-------- THE DATA --------

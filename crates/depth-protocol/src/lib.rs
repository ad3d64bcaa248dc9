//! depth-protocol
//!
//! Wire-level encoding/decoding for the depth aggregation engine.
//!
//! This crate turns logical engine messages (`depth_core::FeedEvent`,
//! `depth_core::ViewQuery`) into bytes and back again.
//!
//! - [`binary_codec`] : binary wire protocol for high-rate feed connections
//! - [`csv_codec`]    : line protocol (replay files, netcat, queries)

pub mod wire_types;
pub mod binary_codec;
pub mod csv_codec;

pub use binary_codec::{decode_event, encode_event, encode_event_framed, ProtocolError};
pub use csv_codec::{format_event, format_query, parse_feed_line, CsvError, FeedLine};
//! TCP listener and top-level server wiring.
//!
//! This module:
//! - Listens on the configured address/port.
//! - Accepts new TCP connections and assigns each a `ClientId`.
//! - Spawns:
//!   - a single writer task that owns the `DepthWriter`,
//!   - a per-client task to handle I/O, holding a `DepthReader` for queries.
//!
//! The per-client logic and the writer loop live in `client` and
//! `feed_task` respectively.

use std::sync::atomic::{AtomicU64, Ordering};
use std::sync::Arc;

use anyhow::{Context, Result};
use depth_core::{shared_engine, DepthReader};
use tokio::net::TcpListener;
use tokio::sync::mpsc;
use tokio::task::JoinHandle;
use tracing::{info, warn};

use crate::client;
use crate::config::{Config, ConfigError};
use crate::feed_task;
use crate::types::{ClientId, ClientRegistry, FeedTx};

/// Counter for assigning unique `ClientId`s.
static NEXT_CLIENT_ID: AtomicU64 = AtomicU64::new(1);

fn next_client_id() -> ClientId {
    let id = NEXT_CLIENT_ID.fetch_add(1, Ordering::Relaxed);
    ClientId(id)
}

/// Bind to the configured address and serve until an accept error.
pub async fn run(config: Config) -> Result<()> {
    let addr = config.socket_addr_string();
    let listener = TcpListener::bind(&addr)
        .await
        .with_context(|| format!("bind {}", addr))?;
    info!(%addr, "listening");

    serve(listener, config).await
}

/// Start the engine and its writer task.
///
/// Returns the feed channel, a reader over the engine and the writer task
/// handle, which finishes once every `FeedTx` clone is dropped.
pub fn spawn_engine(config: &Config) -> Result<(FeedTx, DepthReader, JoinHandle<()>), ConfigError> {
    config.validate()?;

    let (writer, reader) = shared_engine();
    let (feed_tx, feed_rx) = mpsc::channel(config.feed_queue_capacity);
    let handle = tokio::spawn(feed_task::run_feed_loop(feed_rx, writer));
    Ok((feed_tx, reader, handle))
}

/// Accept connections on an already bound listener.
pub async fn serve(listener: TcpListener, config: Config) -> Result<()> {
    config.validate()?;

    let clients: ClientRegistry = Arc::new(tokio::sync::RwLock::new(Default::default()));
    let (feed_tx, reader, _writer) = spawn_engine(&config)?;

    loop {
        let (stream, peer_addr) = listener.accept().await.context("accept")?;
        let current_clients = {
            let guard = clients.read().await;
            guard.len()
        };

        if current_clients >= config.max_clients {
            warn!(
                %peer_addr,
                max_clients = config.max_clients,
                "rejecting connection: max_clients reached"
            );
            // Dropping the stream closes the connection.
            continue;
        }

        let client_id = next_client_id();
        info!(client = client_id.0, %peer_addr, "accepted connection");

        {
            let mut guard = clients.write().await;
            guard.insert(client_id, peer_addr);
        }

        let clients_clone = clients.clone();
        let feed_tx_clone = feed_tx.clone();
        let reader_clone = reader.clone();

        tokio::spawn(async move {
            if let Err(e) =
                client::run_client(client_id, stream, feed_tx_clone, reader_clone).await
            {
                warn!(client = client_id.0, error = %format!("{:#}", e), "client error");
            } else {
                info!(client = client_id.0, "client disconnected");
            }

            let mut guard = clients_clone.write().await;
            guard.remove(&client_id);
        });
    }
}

--------

▶ [YOUR OBJECTIVE]: Begin with the line containing "let mut guard = clients_clone.write().await;" and retype it and each line after it through the end of the records, keeping them exact and including nothing more.

▶ [OUTPUT BELOW]:
            let mut guard = clients_clone.write().await;
            guard.remove(&client_id);
        });
    }
}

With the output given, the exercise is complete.